On September 1, 1905, Sevona left Allouez, Wisconsin, bound for Erie, Pennsylvania, with a cargo of iron ore and a crew of twenty men and four women. Later that night, an unexpected storm hit the area. By midnight, the wind had reached gale-force strength. At around 6:00 a.m. on September 2, Sevona ran aground on a shoal and broke in half. No other vessel was in the area to aid Sevona, so crew members on the stern section of the ship boarded the lifeboats. Crew members on the bow section, separated from the lifeboats, were forced to construct a raft out of hatch covers and doors. All crew members on the makeshift raft later lost their lives in the storm. Three other vessels, including the schooner-barge Pretoria, were lost in the storm.
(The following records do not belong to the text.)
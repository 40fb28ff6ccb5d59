//! Render engine
//!
//! Builds the four panels (nodes, current alarms, uncleared events and the
//! event detail popup) from the monitor state and hands them to a `Terminal`.

mod panels;

pub use panels::{alarms, details, events, format_age, nodes, EventsView};

use crate::events::EventKey;
use crate::monitor::Monitor;
use crate::terminal::{Panel, Refresh, Terminal};
use chrono::NaiveDateTime;
use std::io;

pub const NODES_TITLE: &str = "nodes";
pub const ALARMS_TITLE: &str = "current alarms";
pub const EVENTS_TITLE: &str = "uncleared events";

#[derive(Debug, Clone, Copy, PartialEq, Eq, Hash)]
pub enum Style {
    Default,
    /// Selected and in sync.
    Synced,
    Alarmed,
    /// Key shortcut hint; drawn underlined.
    Link,
}

#[derive(Debug, Clone, PartialEq, Eq)]
pub struct Span {
    pub text: String,
    pub style: Style,
}

#[derive(Debug, Clone, Default, PartialEq, Eq)]
pub struct Line {
    pub spans: Vec<Span>,
}

impl Line {
    pub fn new() -> Line {
        Line::default()
    }

    pub fn plain(text: impl Into<String>) -> Line {
        Line::styled(text, Style::Default)
    }

    pub fn styled(text: impl Into<String>, style: Style) -> Line {
        let mut line = Line::new();
        line.push(text, style);
        line
    }

    pub fn push(&mut self, text: impl Into<String>, style: Style) -> &mut Line {
        self.spans.push(Span {
            text: text.into(),
            style,
        });
        self
    }

    /// The line's text without styling.
    pub fn text(&self) -> String {
        self.spans.iter().map(|s| s.text.as_str()).collect()
    }
}

#[derive(Debug, Clone, Copy, PartialEq, Eq, Default)]
pub struct Rect {
    pub x: u16,
    pub y: u16,
    pub width: u16,
    pub height: u16,
}

impl Rect {
    pub fn new(x: u16, y: u16, width: u16, height: u16) -> Rect {
        Rect {
            x,
            y,
            width,
            height,
        }
    }

    /// The area inside a one-cell border.
    pub fn interior(&self) -> Rect {
        Rect {
            x: self.x.saturating_add(1),
            y: self.y.saturating_add(1),
            width: self.width.saturating_sub(2),
            height: self.height.saturating_sub(2),
        }
    }
}

/// Panel geometry for a given screen size.
#[derive(Debug, Clone, Copy, PartialEq, Eq)]
pub struct Layout {
    pub nodes: Rect,
    pub alarms: Rect,
    pub events: Rect,
    pub details: Rect,
}

impl Layout {
    /// Nodes across the top half, alarms and events splitting the bottom
    /// half, and the popup centred at three quarters of the screen.
    pub fn compute(width: u16, height: u16) -> Layout {
        let top = height / 2;
        let left = width / 2;
        Layout {
            nodes: Rect::new(0, 0, width, top),
            alarms: Rect::new(0, top, left, height - top),
            events: Rect::new(left, top, width - left, height - top),
            details: Rect::new(
                width / 8,
                height / 8,
                (width as u32 * 3 / 4) as u16,
                (height as u32 * 3 / 4) as u16,
            ),
        }
    }
}

pub fn details_title(key: &EventKey) -> String {
    format!("detail: {}: {}: {}", EVENTS_TITLE, key.kind, key.node)
}

/// Draws the console and remembers which event each shortcut digit selects.
pub struct Renderer {
    size: (u16, u16),
    layout: Layout,
    shortcuts: Vec<EventKey>,
}

impl Renderer {
    pub fn new(width: u16, height: u16) -> Renderer {
        Renderer {
            size: (width, height),
            layout: Layout::compute(width, height),
            shortcuts: Vec::new(),
        }
    }

    pub fn layout(&self) -> &Layout {
        &self.layout
    }

    /// Recomputes the layout. Returns false if the size did not change.
    pub fn resize(&mut self, width: u16, height: u16) -> bool {
        if self.size == (width, height) {
            return false;
        }
        self.size = (width, height);
        self.layout = Layout::compute(width, height);
        true
    }

    /// Events reachable with digit keys, as of the last render.
    pub fn shortcuts(&self) -> &[EventKey] {
        &self.shortcuts
    }

    pub fn shortcut(&self, digit: usize) -> Option<&EventKey> {
        self.shortcuts.get(digit)
    }

    pub fn invalidate_shortcuts(&mut self) {
        self.shortcuts.clear();
    }

    pub fn render<T: Terminal>(
        &mut self,
        term: &mut T,
        monitor: &Monitor,
        selected: Option<&EventKey>,
        now: NaiveDateTime,
        refresh: Refresh,
    ) -> io::Result<()> {
        let node_lines = nodes(monitor.nodes(), now);
        term.draw_panel(
            &Panel {
                area: self.layout.nodes,
                title: NODES_TITLE,
                lines: &node_lines,
            },
            refresh,
        )?;

        let alarm_lines = alarms(monitor.nodes());
        term.draw_panel(
            &Panel {
                area: self.layout.alarms,
                title: ALARMS_TITLE,
                lines: &alarm_lines,
            },
            refresh,
        )?;

        let view = events(monitor.events(), now);
        term.draw_panel(
            &Panel {
                area: self.layout.events,
                title: EVENTS_TITLE,
                lines: &view.lines,
            },
            refresh,
        )?;
        self.shortcuts = view.shortcuts;

        if let Some(key) = selected {
            if let Some(event) = monitor.events().get(key) {
                let title = details_title(key);
                let detail_lines = details(event);
                // The popup overlaps the other panels, so it is always redrawn whole.
                term.draw_panel(
                    &Panel {
                        area: self.layout.details,
                        title: &title,
                        lines: &detail_lines,
                    },
                    Refresh::Full,
                )?;
            }
        }

        term.flush()
    }
}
In 1909, the United States Army Corps of Engineers, who were concerned about navigation hazards posed by the wreck of Sevona, blew it up with dynamite. Several parts of the ship were recovered and brought to shore following the explosion, but what was left became a popular site for scuba diving. The wreck site is managed jointly by the Wisconsin Historical Society, the Apostle Islands National Lakeshore, and the Wisconsin Department of Natural Resources.

Sam Fifield, a former Lieutenant governor of Wisconsin, had a summer resort on Sand Island, and salvaged some of the wreckage of Sevona. With this material, he built a house on Sand Island, and named it the Sevona Memorial Cottage. The house still stands today, and has undergone some preservation work over the years.